Everyone's different and it's exactly these differences that make standards difficult. For example, assume there's a distributor where all future orders have historically been held by entering December 31, 1999 as their ship date. In a few months it will be an extremely busy December 31, 1999. The application checks for entry of an accurate date so mythical numbers like 999999 do not work. In a few short months how do you hold an order? If the staff continues in their prior habits or if excessive concurrent change is imposed, expect failures if the methodology remains.
Moral: Know thy process and nuances

The AS/400 has Year 2000 corrections in the operating system to handle permanent expiration dates. In the past records stated as 12-31-99 would be marked "permanent retention." On the people side, for those of you who as a matter of habit write expiration dates a month or two in the future, this established industry practice may cause some aggravation as we approach December 1999.

December 31, 1999 is the most common date by far used to signal "hold" or "infinity." The problem is that, in this scenario, infinity is arriving in 74 days (from this issue date) and when we get there everything will be current and released. Some imaginative IT professionals generated other dates beyond December 31, 1999, but before January 1, 2000--dates such as a mythical December 32, Julian 99366, or Julian 99999. Those who are creative-date-deprived will be awestruck with Julian formats that contain 633 non-date dates each year.

Computers have no problem confusing any symbolic dates with the real thing, unless you unambiguously added code in the program to check for and process these magic numbers separately. That is not a Year 2000 problem. When there are changes to date routines you have to make sure these special case symbolic numbers continue to work in a meaningful manner. In addition, you should be looking for latent effects.
Recommendation: It would be better to use "Standard Date Routines" and check the database for unexpected "trash entries" in date fields.

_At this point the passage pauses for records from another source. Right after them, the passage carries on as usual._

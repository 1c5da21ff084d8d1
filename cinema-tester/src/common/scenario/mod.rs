use anyhow::Result;
use thirtyfour::prelude::*;

use crate::browser::StorefrontPage;
use crate::logic::checks::{self, Check};

pub mod booking;
pub mod hall_layout;
pub mod smoke;

#[derive(Debug, Clone)]
pub struct ScenarioCtx<'a> {
    pub page: StorefrontPage<'a>,
    /// Query string for a screening the backend under test knows about.
    pub booking_query: String,
    pub verbose: bool,
}

// Logic test scenario
#[derive(Debug, Clone)]
pub struct LogicScenario {
    pub name: String,
    pub checks: Vec<(&'static str, Check)>,
}

impl LogicScenario {
    #[must_use]
    pub fn new(name: impl Into<String>, checks: Vec<(&'static str, Check)>) -> Self {
        Self {
            name: name.into(),
            checks,
        }
    }
}

// Browser test scenario
#[async_trait::async_trait]
pub trait BrowserScenario {
    async fn run_browser(&self, driver: &WebDriver, ctx: &ScenarioCtx<'_>) -> Result<()>;
}

// Combined scenario that can run both logic and browser tests
pub trait CombinedScenario: BrowserScenario {
    fn as_logic_scenario(&self) -> Option<LogicScenario>;
}

/// A single seeded check with no browser counterpart.
#[derive(Clone)]
pub struct CheckScenario {
    name: &'static str,
    check_key: &'static str,
    check: Check,
}

#[async_trait::async_trait]
impl BrowserScenario for CheckScenario {
    async fn run_browser(&self, _driver: &WebDriver, _ctx: &ScenarioCtx<'_>) -> Result<()> {
        anyhow::bail!("{} has no browser run", self.name)
    }
}

impl CombinedScenario for CheckScenario {
    fn as_logic_scenario(&self) -> Option<LogicScenario> {
        Some(LogicScenario::new(self.name, vec![(self.check_key, self.check)]))
    }
}

fn check_scenario(key: &str) -> Option<CheckScenario> {
    let (check_key, check) = checks::ALL.into_iter().find(|(k, _)| *k == key)?;
    let name = list_scenarios()
        .into_iter()
        .find(|(k, _)| *k == check_key)
        .map_or(check_key, |(_, description)| description);
    Some(CheckScenario {
        name,
        check_key,
        check,
    })
}

pub fn get_scenario(name: &str) -> Option<Box<dyn CombinedScenario + Send + Sync>> {
    match name.to_lowercase().as_str() {
        "smoke" | "all" => Some(Box::new(smoke::SmokeScenario)),
        "booking-page" | "booking" => Some(Box::new(booking::BookingPageScenario)),
        "hall-layout" | "admin-layout" => Some(Box::new(hall_layout::HallLayoutScenario)),
        "hold" => check_scenario("hold-expiry").map(|s| Box::new(s) as _),
        "gate" => check_scenario("checkout-gate").map(|s| Box::new(s) as _),
        other => check_scenario(other).map(|s| Box::new(s) as _),
    }
}

pub fn list_scenarios() -> Vec<(&'static str, &'static str)> {
    vec![
        ("smoke", "Smoke Test"),
        ("pricing", "Price Preview Properties"),
        ("hold-expiry", "Seat Hold Expiry"),
        ("layout", "Hall Layout Parsing"),
        ("checkout-gate", "Checkout Gate"),
        ("access", "Role Access and Stored Profile"),
        ("booking-page", "Booking Page Render"),
        ("hall-layout", "Admin Hall Layout Preview"),
    ]
}

#[cfg(test)]
mod tests {
    use super::*;

    #[test]
    fn every_listed_scenario_resolves() {
        for (key, _) in list_scenarios() {
            let scenario = get_scenario(key).unwrap_or_else(|| panic!("{key} is listed but unknown"));
            assert!(scenario.as_logic_scenario().is_some(), "{key} has no logic run");
        }
    }

    #[test]
    fn aliases_and_case_are_accepted() {
        assert!(get_scenario("HOLD").is_some());
        assert!(get_scenario("gate").is_some());
        assert!(get_scenario("booking").is_some());
        assert!(get_scenario("seat-maps").is_none());
    }

    #[test]
    fn single_check_scenarios_use_listed_names() {
        let scenario = get_scenario("access").and_then(|s| s.as_logic_scenario()).expect("access");
        assert_eq!(scenario.name, "Role Access and Stored Profile");
        assert_eq!(scenario.checks.len(), 1);
        assert_eq!(scenario.checks[0].0, "access");
    }

    #[test]
    fn smoke_runs_every_check() {
        let scenario = get_scenario("smoke").and_then(|s| s.as_logic_scenario()).expect("smoke");
        assert_eq!(scenario.checks.len(), checks::ALL.len());
    }
}
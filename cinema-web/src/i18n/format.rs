#[cfg(target_arch = "wasm32")]
use crate::i18n::bundle::with_bundle;
#[cfg(target_arch = "wasm32")]
use wasm_bindgen::JsValue;

/// Whole number with dot thousands separators, e.g. `1.250`.
#[must_use]
pub fn fmt_grouped(value: i64) -> String {
    let digits = value.unsigned_abs().to_string();
    let mut grouped = String::with_capacity(digits.len() + digits.len() / 3 + 1);
    if value < 0 {
        grouped.push('-');
    }
    for (idx, ch) in digits.chars().enumerate() {
        if idx > 0 && (digits.len() - idx) % 3 == 0 {
            grouped.push('.');
        }
        grouped.push(ch);
    }
    grouped
}

/// Vietnamese đồng with dot thousands separators, e.g. `230.000 ₫`.
#[must_use]
pub fn fmt_currency(amount: i64) -> String {
    format!("{} ₫", fmt_grouped(amount))
}

/// Hold countdown as `m:ss`.
#[must_use]
pub fn fmt_countdown(secs: u64) -> String {
    cinema_core::hold::format_remaining(secs)
}

/// Format an ISO 8601 date string using the current locale (browser-side).
#[must_use]
pub fn fmt_date_iso(date_iso: &str) -> String {
    #[cfg(target_arch = "wasm32")]
    {
        with_bundle(|bundle| {
            let date = js_sys::Date::new(&JsValue::from_str(date_iso));
            date.to_locale_date_string(&bundle.lang, &JsValue::UNDEFINED)
                .as_string()
                .unwrap_or_else(|| date_iso.to_string())
        })
    }
    #[cfg(not(target_arch = "wasm32"))]
    {
        date_iso.to_string()
    }
}

/// `YYYY-MM-DD` shown as `DD/MM/YYYY`; anything else is returned unchanged.
#[must_use]
pub fn fmt_show_date(date: &str) -> String {
    chrono::NaiveDate::parse_from_str(date, "%Y-%m-%d")
        .map_or_else(|_| date.to_string(), |d| d.format("%d/%m/%Y").to_string())
}
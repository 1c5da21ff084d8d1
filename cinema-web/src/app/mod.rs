use crate::app::session::{SessionProvider, use_session};
use crate::app::state::DraftProvider;
use crate::components::toast::{ToastHost, use_toaster};
use crate::components::{Header, ProtectedRoute};
use crate::i18n::{current_lang, t};
use crate::pages::admin_dashboard::AdminDashboardPage;
use crate::pages::booking::BookingPage;
use crate::pages::checkout::CheckoutPage;
use crate::pages::counter_booking::CounterBookingPage;
use crate::pages::hall_layout::HallLayoutPage;
use crate::pages::home::HomePage;
use crate::pages::login::LoginPage;
use crate::pages::loyalty::LoyaltyPage;
use crate::pages::my_bookings::MyBookingsPage;
use crate::pages::not_found::NotFound;
use crate::pages::seats::SeatsPage;
use crate::pages::staff_dashboard::StaffDashboardPage;
use crate::router::Route;
use yew::prelude::*;
use yew_router::prelude::*;

pub mod session;
pub mod state;

#[cfg(target_arch = "wasm32")]
#[function_component(App)]
pub fn app() -> Html {
    let router_base = crate::paths::router_base().map(AttrValue::from);
    html! {
        <BrowserRouter basename={router_base}>
            <AppShell />
        </BrowserRouter>
    }
}

/// Providers and chrome around the routed page. Needs a router above it.
#[function_component(AppShell)]
pub fn app_shell() -> Html {
    html! {
        <ToastHost>
            <SessionProvider>
                <DraftProvider>
                    <Chrome />
                </DraftProvider>
            </SessionProvider>
        </ToastHost>
    }
}

#[function_component(Chrome)]
fn chrome() -> Html {
    let lang = use_state(current_lang);
    let session = use_session();
    let toaster = use_toaster();
    let navigator = use_navigator();

    {
        let session = session.clone();
        use_effect_with((), move |()| {
            crate::api::set_unauthorized_handler(move || {
                session.sign_out();
                toaster.warning(t("auth.session_expired"));
                if let Some(nav) = navigator.as_ref() {
                    nav.push(&Route::Login);
                }
            });
            || {}
        });
    }

    let on_lang_change = {
        let lang = lang.clone();
        Callback::from(move |next: String| lang.set(next))
    };

    html! {
        <>
            <Header current_lang={AttrValue::from((*lang).clone())} {on_lang_change} />
            // Keyed on the language so every page re-renders its strings.
            <div key={(*lang).clone()} class="app-content">
                <Switch<Route> render={switch} />
            </div>
        </>
    }
}

fn guarded(route: &Route, page: Html) -> Html {
    match route.allowed_roles() {
        None => page,
        Some(roles) => html! {
            <ProtectedRoute allowed={roles.to_vec()}>{ page }</ProtectedRoute>
        },
    }
}

/// Page for a route, wrapped in the access check it needs.
#[must_use]
pub fn switch(route: Route) -> Html {
    use crate::router::Route as R;
    let page = match &route {
        R::Home => html! { <HomePage /> },
        R::Booking => html! { <BookingPage /> },
        R::Seats { showtime_id } => html! { <SeatsPage showtime_id={*showtime_id} /> },
        R::Checkout => html! { <CheckoutPage /> },
        R::MyBookings => html! { <MyBookingsPage /> },
        R::Login => html! { <LoginPage /> },
        R::Loyalty => html! { <LoyaltyPage /> },
        R::StaffDashboard => html! { <StaffDashboardPage /> },
        R::AdminDashboard => html! { <AdminDashboardPage /> },
        R::CounterBooking => html! { <CounterBookingPage /> },
        R::HallLayout => html! { <HallLayoutPage /> },
        R::NotFound => html! { <NotFound /> },
    };
    guarded(&route, page)
}
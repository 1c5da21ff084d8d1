//! Cinema Booking Core
//!
//! Platform-agnostic booking logic for the cinema storefront and admin
//! console. This crate holds the pricing rules, seat holds, hall layouts and
//! API shapes without any browser or network dependencies.

pub mod access;
pub mod api;
pub mod catalog;
pub mod checkout;
pub mod config;
pub mod hold;
pub mod layout;
pub mod models;
pub mod numbers;
pub mod pricing;
pub mod seatmap;
pub mod session;

// Re-export commonly used types
pub use access::{AccessDecision, check_access, dashboard_path, highest_role, is_admin, is_staff_member};
pub use api::{ApiCall, ApiError, Envelope, Method, Page, SeatAvailability, UnauthorizedPolicy, endpoints};
pub use catalog::{BookingContext, BookingQuery, CatalogError, QueryError, pick_showtime, resolve};
pub use checkout::{
    BookingDraft, CheckoutError, ConcessionCart, ConcessionLine, CreateBookingRequest, Customer,
    GuestContact, TicketCounts, TicketKind, checkout_enabled, payment_description, payment_qr_url,
};
pub use config::{ClientConfig, ConfigOverrides, QrConfig};
pub use hold::{
    HoldCoordinator, HoldCountdown, HoldEvent, HoldGrant, HoldPolicy, HoldRequest, Release,
    SeatSelection, SelectedSeat, SelectionError, SessionId, Tick, Toggle,
};
pub use layout::{LayoutConfig, LayoutError, LayoutSpec, SeatGrid, SeatKey};
pub use models::{
    AuthPayload, Booking, BookingStatus, Cinema, CinemaChain, CinemaHall, ConcessionCategory,
    ConcessionItem, LoginRequest, LoyaltyBalance, Movie, PaymentMethod, PaymentRequest,
    PaymentResponse, PointsTransaction, Role, Seat, SeatStatus, SeatType, Showtime,
    ShowtimeStatus, Ticket, User,
};
pub use pricing::{CheckoutPreview, PointsRedemption, PricePreview, calculate_booking_price, redeem_points};
pub use seatmap::{SeatBlock, SeatClass, SeatRow, check_selectable, classify, group_by_row};
pub use session::{
    KeyValueStore, MemoryStore, SessionEvent, SessionHub, StorageError, StoredUser, Subscription,
};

When we get to January 1, the computer might think that the 999999 date was 1999 and if your system is Y2K-ready, it will think that date is in the past and it will do whatever it was programmed to do when it encounters a past date. It doesn't matter to the computer that your date does not exist if you don't check for that condition in the new environment. Often the hardest part of programming is handling the exception conditions.

The final moral and recommendation: If you can't win the game, find out how to change the rules. If that is not possible then get out of your comfort zone and stack the odds in your favor.